Tuesday, February 21, 2012

This Is Who I Am

You can't live in an entirely new continent, country, and culture for an extended period of time without being changed.

And I don't mean changes like your feet are constantly dirty no matter how much you scrub them or your standards for fashion and style have gone way downhill.

I'm talking about changes of the heart. Changes in your character. Changes that you don't even realized have happened until you catch yourself speaking, acting, and responding in a way that is so unlike you.

Yep. Uganda has changed me. In just seven short months God has stripped out so much of the old and replaced it with something transformed. This work didn't begin when I left the States in August, though. It began years ago as the Lord started softening my stubborn heart toward missions and His people all over the world. 

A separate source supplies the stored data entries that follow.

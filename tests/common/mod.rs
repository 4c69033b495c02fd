#![allow(dead_code)]

use champion_codex::api::transport::MockTransport;
use champion_codex::{ChampionClient, Config};

pub const CATALOG_EN: &str = include_str!("../fixtures/catalog_en.json");
pub const CATALOG_ES: &str = include_str!("../fixtures/catalog_es.json");
pub const AHRI: &str = include_str!("../fixtures/ahri.json");
pub const AHRI_PARTIAL_IMAGES: &str = include_str!("../fixtures/ahri_partial_images.json");
pub const CATALOG_ES_PARTIAL: &str = include_str!("../fixtures/catalog_es_partial.json");
pub const AATROX: &str = include_str!("../fixtures/aatrox.json");
pub const AHRI_AUDIO: &str = include_str!("../fixtures/ahri_audio.html");
pub const AHRI_ROLES: &str = include_str!("../fixtures/ahri_roles.html");

pub const CANONICAL_URL: &str =
    "https://ddragon.leagueoflegends.com/cdn/14.7.1/data/en_US/champion.json";
pub const LISTING_URL: &str =
    "https://ddragon.leagueoflegends.com/cdn/14.7.1/data/es_ES/champion.json";
pub const AHRI_URL: &str =
    "https://ddragon.leagueoflegends.com/cdn/14.7.1/data/en_US/champion/Ahri.json";
pub const AATROX_URL: &str =
    "https://ddragon.leagueoflegends.com/cdn/14.7.1/data/en_US/champion/Aatrox.json";
pub const AHRI_AUDIO_URL: &str = "https://leagueoflegends.fandom.com/wiki/Ahri/LoL/Audio";
pub const AHRI_ROLES_URL: &str = "https://www.leagueofgraphs.com/es/champions/stats/ahri";

/// Every upstream document served healthy.
pub fn upstream() -> MockTransport {
    MockTransport::new()
        .ok(CANONICAL_URL, CATALOG_EN)
        .ok(LISTING_URL, CATALOG_ES)
        .ok(AHRI_URL, AHRI)
        .ok(AATROX_URL, AATROX)
        .ok(AHRI_AUDIO_URL, AHRI_AUDIO)
        .ok(AHRI_ROLES_URL, AHRI_ROLES)
}

pub fn client(transport: MockTransport) -> ChampionClient<MockTransport> {
    ChampionClient::with_transport(Config::default(), transport)
}
use crate::api::models::Quote;
use scraper::{ElementRef, Html, Selector};

/// Caption the wiki emits for entries without a usable transcript.
const PLACEHOLDER_CAPTION: &str = "Link";

/// Pulls every `<audio>` element out of a wiki audio page, pairing the first
/// nested `<source src>` with the trimmed text of the audio's parent.
pub fn extract_quotes(html: &str) -> Vec<Quote> {
    let (Ok(audio_sel), Ok(source_sel)) = (Selector::parse("audio"), Selector::parse("source"))
    else {
        return vec![];
    };

    let document = Html::parse_document(html);
    let mut quotes = Vec::new();

    for audio in document.select(&audio_sel) {
        let src = audio
            .select(&source_sel)
            .next()
            .and_then(|source| source.value().attr("src"))
            .unwrap_or_default();

        let text = audio
            .parent()
            .and_then(ElementRef::wrap)
            .map(|parent| parent.text().collect::<String>())
            .unwrap_or_default();
        let text = text.trim();

        if src.is_empty() || text.is_empty() || text == PLACEHOLDER_CAPTION {
            continue;
        }

        quotes.push(Quote {
            text: text.to_string(),
            audio: src.to_string(),
        });
    }

    quotes
}
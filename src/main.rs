mod display;

use champion_codex::api::transport::Transport;
use champion_codex::config::Config;
use champion_codex::error::AppError;
use champion_codex::view::catalog::{all_tags, filter_catalog, translate_role, CHAMPIONS_PER_PAGE};
use champion_codex::{ChampionClient, ChampionView};
use clap::{Parser, Subcommand};
use display::output::{
    display_catalog, display_champion, display_error, display_info, display_role_stats,
};
use indicatif::ProgressBar;
use std::time::Duration;

#[derive(Parser, Debug)]
#[command(name = "Champion Codex")]
#[command(about = "Browse champions, their abilities and voice lines", long_about = None)]
struct Args {
    #[command(subcommand)]
    command: Command,
}

#[derive(Subcommand, Debug)]
enum Command {
    /// List champions, optionally filtered
    List {
        /// Case-insensitive part of the champion name
        #[arg(short, long, default_value = "")]
        search: String,

        /// Role tag, e.g. Mage or Fighter
        #[arg(short, long, default_value = "")]
        tag: String,

        /// Page number, starting at 1
        #[arg(short, long, default_value = "1")]
        page: usize,
    },

    /// Show one champion (name in any casing)
    Show {
        id: String,

        /// Voice line page, starting at 1
        #[arg(short, long, default_value = "1")]
        quotes_page: usize,
    },

    /// Per-role popularity and win rate
    Roles {
        /// Stats site slug, e.g. ahri
        slug: String,
    },
}

fn main() {
    env_logger::Builder::from_env(env_logger::Env::default().default_filter_or("warn")).init();

    let args = Args::parse();

    if let Err(e) = run(args) {
        display_error(&e.to_string());
        std::process::exit(1);
    }
}

fn run(args: Args) -> Result<(), AppError> {
    let config = Config::from_env()?;
    let client = ChampionClient::new(config);

    match args.command {
        Command::List { search, tag, page } => list(&client, &search, &tag, page),
        Command::Show { id, quotes_page } => show(&client, &id, quotes_page),
        Command::Roles { slug } => {
            let stats = with_spinner(&format!("Fetching role stats for {}", slug), || {
                client.fetch_role_stats(&slug)
            });
            display_role_stats(&slug, &stats);
            Ok(())
        }
    }
}

fn list<T: Transport>(
    client: &ChampionClient<T>,
    search: &str,
    tag: &str,
    page: usize,
) -> Result<(), AppError> {
    let champions = with_spinner("Fetching champions", || client.fetch_catalog());
    if champions.is_empty() {
        return Err(AppError::Unavailable("The champion list".to_string()));
    }

    let tags: Vec<_> = all_tags(&champions)
        .iter()
        .map(|t| format!("{} ({})", t, translate_role(t)))
        .collect();
    display_info(&format!("Roles: {}", tags.join(", ")));

    let filtered = filter_catalog(&champions, search, tag);
    display_catalog(&filtered, page.saturating_sub(1), CHAMPIONS_PER_PAGE);
    Ok(())
}

fn show<T: Transport>(
    client: &ChampionClient<T>,
    id: &str,
    quotes_page: usize,
) -> Result<(), AppError> {
    let view = with_spinner(&format!("Fetching {}", id), || {
        ChampionView::assemble(client, Some(id))
    })
    .ok_or_else(|| AppError::ChampionNotFound(id.to_string()))?;

    display_champion(&view, client.config(), quotes_page.saturating_sub(1));
    Ok(())
}

fn with_spinner<R>(message: &str, work: impl FnOnce() -> R) -> R {
    let pb = ProgressBar::new_spinner();
    pb.set_message(message.to_string());
    pb.enable_steady_tick(Duration::from_millis(100));
    let result = work();
    pb.finish_and_clear();
    result
}
use crate::error::AppError;
use std::env;

pub const DEFAULT_VERSION: &str = "14.7.1";
pub const DEFAULT_LOCALE: &str = "es_ES";
pub const DEFAULT_CANONICAL_LOCALE: &str = "en_US";
pub const DEFAULT_DDRAGON_BASE: &str = "https://ddragon.leagueoflegends.com/cdn";
pub const DEFAULT_WIKI_BASE: &str = "https://leagueoflegends.fandom.com/wiki";
pub const DEFAULT_STATS_BASE: &str = "https://www.leagueofgraphs.com/es/champions/stats";
pub const DEFAULT_USER_AGENT: &str = "Mozilla/5.0";

#[derive(Debug, Clone, PartialEq)]
pub struct Config {
    /// Data feed version, used as a path segment.
    pub version: String,
    /// Localized variant used for the listing.
    pub locale: String,
    /// Unlocalized variant used for key resolution and details.
    pub canonical_locale: String,
    pub ddragon_base: String,
    pub wiki_base: String,
    pub stats_base: String,
    pub user_agent: String,
}

impl Default for Config {
    fn default() -> Self {
        Config {
            version: DEFAULT_VERSION.to_string(),
            locale: DEFAULT_LOCALE.to_string(),
            canonical_locale: DEFAULT_CANONICAL_LOCALE.to_string(),
            ddragon_base: DEFAULT_DDRAGON_BASE.to_string(),
            wiki_base: DEFAULT_WIKI_BASE.to_string(),
            stats_base: DEFAULT_STATS_BASE.to_string(),
            user_agent: DEFAULT_USER_AGENT.to_string(),
        }
    }
}

impl Config {
    pub fn from_env() -> Result<Self, AppError> {
        dotenvy::dotenv().ok();
        Self::from_lookup(|key| env::var(key).ok())
    }

    /// Builds a config from any key lookup. Missing or blank values fall
    /// back to the defaults.
    pub fn from_lookup<F>(lookup: F) -> Result<Self, AppError>
    where
        F: Fn(&str) -> Option<String>,
    {
        let read = |key: &str, default: &str| {
            lookup(key)
                .map(|v| v.trim().to_string())
                .filter(|v| !v.is_empty())
                .unwrap_or_else(|| default.to_string())
        };

        let config = Config {
            version: read("DDRAGON_VERSION", DEFAULT_VERSION),
            locale: read("DDRAGON_LOCALE", DEFAULT_LOCALE),
            canonical_locale: read("DDRAGON_CANONICAL_LOCALE", DEFAULT_CANONICAL_LOCALE),
            ddragon_base: trim_slash(read("DDRAGON_BASE_URL", DEFAULT_DDRAGON_BASE)),
            wiki_base: trim_slash(read("WIKI_BASE_URL", DEFAULT_WIKI_BASE)),
            stats_base: trim_slash(read("STATS_BASE_URL", DEFAULT_STATS_BASE)),
            user_agent: read("SCRAPER_USER_AGENT", DEFAULT_USER_AGENT),
        };

        for (name, url) in [
            ("DDRAGON_BASE_URL", &config.ddragon_base),
            ("WIKI_BASE_URL", &config.wiki_base),
            ("STATS_BASE_URL", &config.stats_base),
        ] {
            if !(url.starts_with("http://") || url.starts_with("https://")) {
                return Err(AppError::ConfigError(format!(
                    "{} must be an http(s) URL, got '{}'",
                    name, url
                )));
            }
        }

        Ok(config)
    }
}

fn trim_slash(url: String) -> String {
    url.trim_end_matches('/').to_string()
}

I used to think, "Oh, I could never be a missionary. That is so not for me."
Now I'm honored to serve with Africa Inland Mission.

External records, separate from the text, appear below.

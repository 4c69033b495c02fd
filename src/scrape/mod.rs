//! HTML extraction: raw page in, typed records out.
//!
//! Markup that no longer matches the expected structure yields an empty
//! list, never an error.

pub mod quotes;
pub mod role_stats;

I used to think, "Maybe I'll teach overseas some day, but not until after I teach in the States for a few years."
Instead, I moved to Uganda three months after graduation.

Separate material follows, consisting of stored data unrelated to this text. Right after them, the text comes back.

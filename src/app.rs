//! Windowed viewer application
//!
//! [`App`] collects configuration and scene content up front, then
//! [`App::run`] opens the window, creates the [`RenderEngine`] and drives
//! [`FrameContext::run_frame`] from the winit event loop, paced to the
//! configured frame rate.

use std::{
    path::Path,
    sync::Arc,
    time::Instant,
};

use thiserror::Error;
use winit::{
    application::ApplicationHandler,
    event::{DeviceEvent, DeviceId, WindowEvent},
    event_loop::{ActiveEventLoop, ControlFlow, EventLoop},
    window::{CursorGrabMode, Window, WindowAttributes, WindowId},
};

use crate::{
    config::{AppConfig, ConfigError},
    gfx::{
        camera::{FpsCamera, InputState},
        rendering::{FrameContext, FrameOutcome, RenderEngine},
        resources::{Light, MaterialLibrary},
        scene::{load_model, LoadError, Model, Scene, SceneError},
        transform::Transform,
    },
    logging::init_logging,
    performance::{FramePacer, PerformanceMonitor},
};

#[derive(Debug, Error)]
pub enum AddModelError {
    #[error(transparent)]
    Load(#[from] LoadError),
    #[error(transparent)]
    Scene(#[from] SceneError),
}

pub struct App {
    config: AppConfig,
    library: MaterialLibrary,
    context: FrameContext,
}

impl App {
    /// Validates `config` and initializes logging.
    pub fn new(config: AppConfig) -> Result<Self, ConfigError> {
        config.validate()?;
        init_logging(&config.logging);

        Ok(Self {
            context: FrameContext::new(&config),
            library: MaterialLibrary::new(),
            config,
        })
    }

    /// Loads an OBJ file and inserts it under `id`.
    ///
    /// On failure the error is logged and returned; the scene is unchanged.
    pub fn add_model(
        &mut self,
        id: &str,
        path: impl AsRef<Path>,
        transform: Transform,
    ) -> Result<(), AddModelError> {
        let path = path.as_ref();
        let result = load_model(path, &mut self.library)
            .map_err(AddModelError::from)
            .and_then(|model| {
                self.context
                    .scene
                    .add(id, Arc::new(model), transform)
                    .map_err(AddModelError::from)
            });

        if let Err(err) = &result {
            log::warn!("not adding '{}' from {}: {}", id, path.display(), err);
        }
        result
    }

    /// Inserts an already built model, e.g. one shared between entries.
    pub fn add_shared_model(
        &mut self,
        id: &str,
        model: Arc<Model>,
        transform: Transform,
    ) -> Result<(), SceneError> {
        self.context.scene.add(id, model, transform)
    }

    pub fn scene(&self) -> &Scene {
        &self.context.scene
    }

    pub fn scene_mut(&mut self) -> &mut Scene {
        &mut self.context.scene
    }

    pub fn camera_mut(&mut self) -> &mut FpsCamera {
        &mut self.context.camera
    }

    pub fn light_mut(&mut self) -> &mut Light {
        &mut self.context.light
    }

    pub fn library(&self) -> &MaterialLibrary {
        &self.library
    }

    /// Opens the window and renders until ESC, window close or a fatal error.
    pub fn run(self) -> anyhow::Result<()> {
        let event_loop = EventLoop::new()?;
        event_loop.set_control_flow(ControlFlow::Poll);

        let mut runner = Runner {
            pacer: FramePacer::new(self.config.target_fps),
            config: self.config,
            context: self.context,
            input: InputState::new(),
            monitor: PerformanceMonitor::new(),
            window: None,
            engine: None,
            frames: 0,
            error: None,
        };

        event_loop.run_app(&mut runner)?;
        log::info!("render loop exited after {} frames", runner.frames);

        match runner.error {
            Some(err) => Err(err),
            None => Ok(()),
        }
    }
}

struct Runner {
    config: AppConfig,
    context: FrameContext,
    input: InputState,
    pacer: FramePacer,
    monitor: PerformanceMonitor,
    window: Option<Arc<Window>>,
    engine: Option<RenderEngine>,
    frames: u64,
    error: Option<anyhow::Error>,
}

impl Runner {
    fn fail(&mut self, event_loop: &ActiveEventLoop, err: anyhow::Error) {
        log::error!("{:#}", err);
        self.error = Some(err);
        event_loop.exit();
    }

    fn create_window(&mut self, event_loop: &ActiveEventLoop) -> anyhow::Result<()> {
        let window = Arc::new(
            event_loop.create_window(
                WindowAttributes::default()
                    .with_title(self.config.window.title.clone())
                    .with_inner_size(winit::dpi::PhysicalSize::new(
                        self.config.window.width,
                        self.config.window.height,
                    )),
            )?,
        );

        let (width, height) = window.inner_size().into();
        let engine = pollster::block_on(RenderEngine::new(window.clone(), width, height))?;

        let (width, height) = engine.surface_size();
        log::info!("surface configured at {}x{}", width, height);
        if width > 0 && height > 0 {
            self.context.camera.set_aspect_ratio(width, height);
        }
        grab_cursor(&window);

        self.window = Some(window);
        self.engine = Some(engine);
        self.context.reset_clock();
        self.monitor.reset();
        Ok(())
    }

    fn render(&mut self, event_loop: &ActiveEventLoop) {
        let Some(engine) = self.engine.as_mut() else {
            return;
        };

        let start = Instant::now();
        self.pacer.begin_frame(start);
        self.monitor.frame_started(start);

        let input = self.input.poll();
        match self.context.run_frame(engine, input) {
            Ok(FrameOutcome::Exit) => event_loop.exit(),
            Ok(FrameOutcome::Rendered(stats)) => {
                self.frames += 1;
                self.monitor.report(&stats);
            }
            Err(err) if err.is_fatal() => self.fail(event_loop, err.into()),
            Err(err) => log::warn!("dropping frame: {}", err),
        }
    }
}

fn grab_cursor(window: &Window) {
    let grabbed = window
        .set_cursor_grab(CursorGrabMode::Confined)
        .or_else(|_| window.set_cursor_grab(CursorGrabMode::Locked));
    match grabbed {
        Ok(()) => window.set_cursor_visible(false),
        Err(err) => log::warn!("cursor grab unavailable: {}", err),
    }
}

impl ApplicationHandler for Runner {
    fn resumed(&mut self, event_loop: &ActiveEventLoop) {
        if self.window.is_some() {
            return;
        }
        if let Err(err) = self.create_window(event_loop) {
            self.fail(event_loop, err.context("failed to start the renderer"));
        }
    }

    fn window_event(&mut self, event_loop: &ActiveEventLoop, _window_id: WindowId, event: WindowEvent) {
        self.input.process_window_event(&event);

        if let WindowEvent::RedrawRequested = event {
            self.render(event_loop);
        }
    }

    fn device_event(&mut self, _event_loop: &ActiveEventLoop, _device_id: DeviceId, event: DeviceEvent) {
        self.input.process_device_event(&event);
    }

    fn about_to_wait(&mut self, event_loop: &ActiveEventLoop) {
        let Some(window) = self.window.as_ref() else {
            return;
        };

        // A pending close is handled by the next frame, without waiting.
        if self.input.close_requested() || self.pacer.is_due(Instant::now()) {
            window.request_redraw();
        }

        match self.pacer.deadline() {
            Some(deadline) if !self.input.close_requested() => {
                event_loop.set_control_flow(ControlFlow::WaitUntil(deadline))
            }
            _ => event_loop.set_control_flow(ControlFlow::Poll),
        }
    }
}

I used to think, "I only want to go to Uganda if I can teach early childhood education in a Ugandan school."
Now I've come to terms with the reality of that statement and experienced the extreme difficulties and limitations of that position.

The Lord, who is so gracious, is changing me, shaping me, and creating a new spirit within me.

He is giving me dreams that are not my own. I could never come up with the things that He is placing on my heart. But He is slowly and surely confirming in me that these dreams are, in fact, becoming my own.

He is changing my heart to be more like His, whether I like it or not. Whether it fits with my visions and hopes or not. Whether it scares me or not.

He is changing me.

In the past seven months:
  • I've made a third-world country my home and feel so blessed to have done so.
  • I've developed deeper convictions about world missions and gained a great understanding of how to disciple others.
  • I've felt the real power of prayers and generous love from supporters back home.
  • I've developed a deeper understanding of the needs and issues Uganda and the Church in Uganda is facing today.
  • I've wrestled continually with the concept of "when helping hurts" (http://www.whenhelpinghurts.org/) and how to be unrestrained as I share and show the love of Christ with the needy.
  • I've knelt before the Lord and poured my heart and tears out to him telling Him just how hard it is. I've sat in silence in the presense of Jesus and listened to Him remind me that He knows.
  • I've surrendered all my plans over and over again so I can be more useful as Christ works in me and through me.
  • I've realized God's calling on my life is so big. Bigger than I want to admit at times.
  • I've learned I am learning to be ok with the unknown and embrace vague visions for the future.
This is not who I was or who I will be in a few months from now, but
This is who I am now.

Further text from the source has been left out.